Référence :
211234
Titre :
Vivent les femmes !
Date :
2011
Famille/Série
Observations :
Bibliographie
Mythanalyse du féminisme
L’imaginaire du féminisme: voilà un sujet de réflexion difficile et dans lequel il peut paraître pour un homme fort risqué de s’aventurer. Le mythanalyste dès lors prendra la précaution de rappeler qu’il ne donne qu’un avis d’homme et demandera, pour faire avancer l’analyse, aux femmes de le lire et de le critiquer.
Nous avons déjà souligné à maintes reprises que la Révolution de 1789 marque le moment où les fils se révoltent contre le père. Ils le guillotinent, coupent aussi les têtes des statues dans les églises, profanent les tombes des prêtres, s’emparent des biens de l’Eglise qui légitimait son pouvoir. Ils instaurent le temps des fils. Non plus le respect du passé, mais l’Histoire à accomplir et le Progrès. Ils remplacent la vérité révélée par le culte de la raison. Bref, ils prennent la place du père et veulent changer la société, ses institutions et ses valeurs, pour établir les leurs. Nous sommes depuis 1789 dans le temps des fils, même si nous observons que ceux-ci ont souvent repris des postures paternalistes et autoritaires, et reproduisent les valeurs qu’ils avaient reniées, comme la bourgeoisie napoléonienne a instauré le néo-classicisme après avoir découvert le préromantisme du XVIIIe siècle.
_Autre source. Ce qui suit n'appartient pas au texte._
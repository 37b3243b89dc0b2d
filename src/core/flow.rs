//! Points exchange flow
//!
//! Two stages, `Input` then `Confirm`, plus a closed state that is never
//! rendered. The host opens the flow and reacts to the [`FlowOutcome`]
//! returned when it closes; the flow itself moves no points.

use crate::core::amount::AmountEntry;
use crate::core::keypad::{Direction, Keypad, KeypadKey};

/// Visible step of the exchange dialog
#[derive(Debug, Clone, Copy, PartialEq, Eq)]
pub enum FlowStage {
    /// Amount entry on the keypad
    Input,
    /// Review before the exchange is requested
    Confirm,
}

impl FlowStage {
    pub fn name(&self) -> &'static str {
        match self {
            FlowStage::Input => "input",
            FlowStage::Confirm => "confirm",
        }
    }
}

impl std::fmt::Display for FlowStage {
    fn fmt(&self, f: &mut std::fmt::Formatter<'_>) -> std::fmt::Result {
        write!(f, "{}", self.name())
    }
}

/// Close notification handed to the host
#[derive(Debug, Clone, Copy, PartialEq, Eq)]
pub enum FlowOutcome {
    /// Closed without confirming, from `stage`
    Cancelled { stage: FlowStage },
    /// Exchange of `amount` confirmed from `stage`
    Confirmed { amount: u64, stage: FlowStage },
}

/// The exchange session owned by the hosting screen
#[derive(Debug, Clone, Default)]
pub struct ExchangeFlow {
    entry: AmountEntry,
    keypad: Keypad,
    /// `None` while closed
    stage: Option<FlowStage>,
}

impl ExchangeFlow {
    /// A closed flow
    pub fn new() -> Self {
        Self::default()
    }

    /// Show the flow, starting at `Input` with an empty amount.
    ///
    /// Opening an already open flow starts over.
    pub fn open(&mut self) {
        self.teardown();
        self.stage = Some(FlowStage::Input);
        tracing::debug!(stage = %FlowStage::Input, "exchange flow opened");
    }

    pub fn is_open(&self) -> bool {
        self.stage.is_some()
    }

    /// Current stage, `None` when closed
    pub fn stage(&self) -> Option<FlowStage> {
        self.stage
    }

    pub fn entry(&self) -> &AmountEntry {
        &self.entry
    }

    pub fn keypad(&self) -> &Keypad {
        &self.keypad
    }

    pub fn amount(&self) -> u64 {
        self.entry.derived_value()
    }

    /// Route a keypad key to the amount. Ignored outside `Input`.
    pub fn press(&mut self, key: KeypadKey) {
        if self.stage != Some(FlowStage::Input) {
            return;
        }
        match key {
            KeypadKey::Digits(digits) => self.entry.append_digit(digits),
            KeypadKey::Back => self.entry.backspace(),
        }
    }

    /// Press the key under the keypad cursor
    pub fn press_selected(&mut self) {
        self.press(self.keypad.selected());
    }

    /// Move the keypad cursor. Ignored outside `Input`.
    pub fn move_cursor(&mut self, direction: Direction) {
        if self.stage == Some(FlowStage::Input) {
            self.keypad.move_cursor(direction);
        }
    }

    /// `Input -> Confirm`. A zero amount is allowed through.
    ///
    /// Returns whether the stage changed.
    pub fn submit(&mut self) -> bool {
        if self.stage != Some(FlowStage::Input) {
            return false;
        }
        self.stage = Some(FlowStage::Confirm);
        tracing::debug!(amount = self.amount(), "exchange amount submitted");
        true
    }

    /// Close from either stage, discarding the amount
    pub fn cancel(&mut self) -> Option<FlowOutcome> {
        let stage = self.stage?;
        self.teardown();
        tracing::debug!(%stage, "exchange flow cancelled");
        Some(FlowOutcome::Cancelled { stage })
    }

    /// `Confirm -> Closed`, reporting the confirmed amount
    pub fn confirm(&mut self) -> Option<FlowOutcome> {
        if self.stage != Some(FlowStage::Confirm) {
            return None;
        }
        let amount = self.amount();
        self.teardown();
        tracing::debug!(amount, "exchange flow confirmed");
        Some(FlowOutcome::Confirmed {
            amount,
            stage: FlowStage::Confirm,
        })
    }

    fn teardown(&mut self) {
        self.entry.reset();
        self.keypad.reset();
        self.stage = None;
    }
}
//! Keypad amount entry
//!
//! Accumulates digits from the on-screen keypad into a bounded numeric
//! string. Input past the digit cap is dropped silently, and a lone leading
//! zero is replaced rather than extended.

use crate::core::format::LabelFormat;

/// Maximum number of digits an amount may have
pub const MAX_DIGITS: usize = 9;

const DIGIT_STRS: [&str; 10] = ["0", "1", "2", "3", "4", "5", "6", "7", "8", "9"];

/// A decimal digit, 0 through 9
#[derive(Debug, Clone, Copy, PartialEq, Eq, Hash)]
pub struct Digit(u8);

impl Digit {
    /// Every digit, indexed by value
    pub const ALL: [Digit; 10] = [
        Digit(0),
        Digit(1),
        Digit(2),
        Digit(3),
        Digit(4),
        Digit(5),
        Digit(6),
        Digit(7),
        Digit(8),
        Digit(9),
    ];

    /// `None` unless `value` is 0-9
    pub fn new(value: u8) -> Option<Self> {
        Self::ALL.get(usize::from(value)).copied()
    }

    pub fn from_char(c: char) -> Option<Self> {
        c.to_digit(10).and_then(|d| Self::new(d as u8))
    }

    pub fn value(self) -> u8 {
        self.0
    }

    fn as_str(self) -> &'static str {
        DIGIT_STRS[usize::from(self.0)]
    }
}

/// Digit-producing keypad input
#[derive(Debug, Clone, Copy, PartialEq, Eq, Hash)]
pub enum DigitKey {
    /// A single digit
    Digit(Digit),
    /// The `00` key, appended as one unit
    DoubleZero,
}

impl DigitKey {
    /// Digit key for a character, if it is `0`-`9`
    pub fn from_char(c: char) -> Option<Self> {
        Digit::from_char(c).map(DigitKey::Digit)
    }

    /// The characters this key contributes
    pub fn as_str(&self) -> &'static str {
        match self {
            DigitKey::Digit(d) => d.as_str(),
            DigitKey::DoubleZero => "00",
        }
    }

    fn is_zero(&self) -> bool {
        match self {
            DigitKey::Digit(d) => d.value() == 0,
            DigitKey::DoubleZero => true,
        }
    }
}

/// The digits entered so far
#[derive(Debug, Clone, Default, PartialEq, Eq)]
pub struct AmountEntry {
    digits: String,
}

impl AmountEntry {
    pub fn new() -> Self {
        Self::default()
    }

    /// Raw digit sequence, empty when nothing has been entered
    pub fn digits(&self) -> &str {
        &self.digits
    }

    pub fn is_empty(&self) -> bool {
        self.digits.is_empty()
    }

    /// Append a digit (or `00`) to the amount.
    ///
    /// No-op once `MAX_DIGITS` is reached, including a `00` that would only
    /// fit halfway. When the amount is empty or exactly `"0"`, the key replaces
    /// it instead, and any zero key collapses to a single `"0"`.
    pub fn append_digit(&mut self, key: DigitKey) {
        let chunk = key.as_str();

        if self.digits.len() >= MAX_DIGITS {
            tracing::trace!(digits = %self.digits, "digit cap reached, input dropped");
            return;
        }

        if self.digits.is_empty() || self.digits == "0" {
            self.digits.clear();
            self.digits.push_str(if key.is_zero() { "0" } else { chunk });
            return;
        }

        if self.digits.len() + chunk.len() > MAX_DIGITS {
            tracing::trace!(digits = %self.digits, "digit cap reached, input dropped");
            return;
        }

        self.digits.push_str(chunk);
    }

    /// Remove the last digit; no-op when empty
    pub fn backspace(&mut self) {
        self.digits.pop();
    }

    /// Clear back to the initial empty state
    pub fn reset(&mut self) {
        self.digits.clear();
    }

    /// Numeric value of the digits, 0 when empty
    pub fn derived_value(&self) -> u64 {
        // At most nine ASCII digits, so the only parse failure is the empty string.
        self.digits.parse().unwrap_or(0)
    }

    /// Grouped label with unit suffix, or empty when the value is zero
    pub fn display_label(&self, format: &LabelFormat) -> String {
        format.label(self.derived_value())
    }
}

#[cfg(test)]
mod tests {
    use super::*;

    fn entry_from(keys: &str) -> AmountEntry {
        let mut entry = AmountEntry::new();
        for c in keys.chars() {
            entry.append_digit(DigitKey::from_char(c).unwrap());
        }
        entry
    }

    #[test]
    fn test_digit_key_from_char() {
        assert_eq!(DigitKey::from_char('7'), Some(DigitKey::Digit(Digit::ALL[7])));
        assert_eq!(DigitKey::from_char('a'), None);
        assert_eq!(DigitKey::DoubleZero.as_str(), "00");
    }

    #[test]
    fn test_digit_rejects_values_above_nine() {
        assert_eq!(Digit::new(9).map(Digit::value), Some(9));
        assert_eq!(Digit::new(10), None);
        assert_eq!(Digit::new(255), None);
        assert!(Digit::ALL.iter().enumerate().all(|(i, d)| usize::from(d.value()) == i));
    }

    #[test]
    fn test_append_digits_in_order() {
        let entry = entry_from("123");
        assert_eq!(entry.digits(), "123");
        assert_eq!(entry.derived_value(), 123);
        assert_eq!(entry.display_label(&LabelFormat::default()), "123원");
    }

    #[test]
    fn test_leading_zero_is_replaced() {
        let mut entry = AmountEntry::new();
        entry.append_digit(DigitKey::Digit(Digit::ALL[0]));
        assert_eq!(entry.digits(), "0");

        entry.append_digit(DigitKey::Digit(Digit::ALL[5]));
        assert_eq!(entry.digits(), "5");
    }

    #[test]
    fn test_double_zero_on_zero_stays_single_zero() {
        let mut entry = AmountEntry::new();
        entry.append_digit(DigitKey::Digit(Digit::ALL[0]));
        entry.append_digit(DigitKey::DoubleZero);
        assert_eq!(entry.digits(), "0");

        let mut empty = AmountEntry::new();
        empty.append_digit(DigitKey::DoubleZero);
        assert_eq!(empty.digits(), "0");
    }

    #[test]
    fn test_double_zero_appends_two_zeros() {
        let mut entry = entry_from("12");
        entry.append_digit(DigitKey::DoubleZero);
        assert_eq!(entry.digits(), "1200");
        assert_eq!(entry.display_label(&LabelFormat::default()), "1,200원");
    }

    #[test]
    fn test_cap_is_a_silent_no_op() {
        let mut entry = entry_from("123456789");
        entry.append_digit(DigitKey::Digit(Digit::ALL[5]));
        assert_eq!(entry.digits(), "123456789");
        entry.append_digit(DigitKey::DoubleZero);
        assert_eq!(entry.digits(), "123456789");
    }

    #[test]
    fn test_double_zero_is_never_split_at_the_cap() {
        let mut entry = entry_from("12345678");
        entry.append_digit(DigitKey::DoubleZero);
        assert_eq!(entry.digits(), "12345678");

        entry.append_digit(DigitKey::Digit(Digit::ALL[0]));
        assert_eq!(entry.digits(), "123456780");
    }

    #[test]
    fn test_backspace() {
        let mut entry = entry_from("42");
        entry.backspace();
        assert_eq!(entry.digits(), "4");
        entry.backspace();
        assert!(entry.is_empty());
        entry.backspace();
        assert!(entry.is_empty());
        assert_eq!(entry.derived_value(), 0);
    }

    #[test]
    fn test_reset() {
        let mut entry = entry_from("98765");
        entry.reset();
        assert_eq!(entry.digits(), "");
        assert_eq!(entry.derived_value(), 0);
        assert_eq!(entry.display_label(&LabelFormat::default()), "");
    }

    #[test]
    fn test_zero_has_empty_label() {
        let entry = entry_from("0");
        assert_eq!(entry.derived_value(), 0);
        assert_eq!(entry.display_label(&LabelFormat::default()), "");
    }
}
//! Format command handler

use crate::cli::commands::FormatArgs;
use crate::core::config::Config;
use crate::core::format::LabelFormat;
use crate::error::Result;

/// Print the label for an amount, or the placeholder for zero
pub fn handle_format(args: FormatArgs, config: &Config) -> Result<()> {
    let format = LabelFormat::from_config(config);
    println!("{}", format.label_or(args.amount, &config.placeholder));
    Ok(())
}
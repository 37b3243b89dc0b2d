//! Amount label formatting
//!
//! Turns an amount into the label shown above the keypad, e.g. `12,500원`.

use crate::core::config::{Config, GroupSeparator};

/// How amounts are rendered as labels
#[derive(Debug, Clone, PartialEq, Eq)]
pub struct LabelFormat {
    /// Thousands separator
    pub separator: char,
    /// Unit glyph appended after the number
    pub suffix: String,
}

impl Default for LabelFormat {
    fn default() -> Self {
        Self {
            separator: GroupSeparator::default().as_char(),
            suffix: crate::core::config::DEFAULT_UNIT_SUFFIX.to_string(),
        }
    }
}

impl LabelFormat {
    /// Build the label format from user configuration
    pub fn from_config(config: &Config) -> Self {
        Self {
            separator: config.group_separator.as_char(),
            suffix: config.unit_suffix.clone(),
        }
    }

    /// Label for `value`, or an empty string for zero.
    ///
    /// Callers substitute their own placeholder prompt when this is empty.
    pub fn label(&self, value: u64) -> String {
        if value == 0 {
            return String::new();
        }
        format!("{}{}", group_digits(value, self.separator), self.suffix)
    }

    /// Label for `value`, falling back to `placeholder` for zero
    pub fn label_or<'a>(&self, value: u64, placeholder: &'a str) -> std::borrow::Cow<'a, str> {
        if value == 0 {
            std::borrow::Cow::Borrowed(placeholder)
        } else {
            std::borrow::Cow::Owned(self.label(value))
        }
    }
}

/// Insert `separator` between every group of three digits, counted from the right
pub fn group_digits(value: u64, separator: char) -> String {
    let raw = value.to_string();
    let mut grouped = String::with_capacity(raw.len() + raw.len() / 3);

    for (i, c) in raw.chars().enumerate() {
        if i > 0 && (raw.len() - i) % 3 == 0 {
            grouped.push(separator);
        }
        grouped.push(c);
    }

    grouped
}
Bien sûr, les femmes ont participé dans les Salons et dans les rues à cette révolution. Elles aussi ont pris le Bastille. Elles-mêmes avaient été reléguées jusqu’alors à des rôles sociaux conformistes, restrictifs. Elles étaient absentes de l’histoire de la philosophie, des arts et des sciences, à quelques rares exceptions près. Il suffit d’ouvrir le dictionnaire pour le constater avec consternation. Mme du Châtelet, l’amie de Voltaire, Mme de Staël et quelques autres se sont distinguées, mais dans l’ensemble, la condition féminine instituée par le machisme social était rétrograde. Et les femmes n’ont pas obtenu de la révolution française un nouveau rôle, une reconnaissance, ni un nouveau pouvoir. Le code civil napoléonien ne leur accorde pas grand-chose, Napoléon lui-même étant convaincu qu’elles ne doivent pas se mêler des affaires publiques. Il faudra d’ailleurs attendre un siècle et demi pour qu’elles se voient reconnaître le simple droit de vote (par de Gaulle en France).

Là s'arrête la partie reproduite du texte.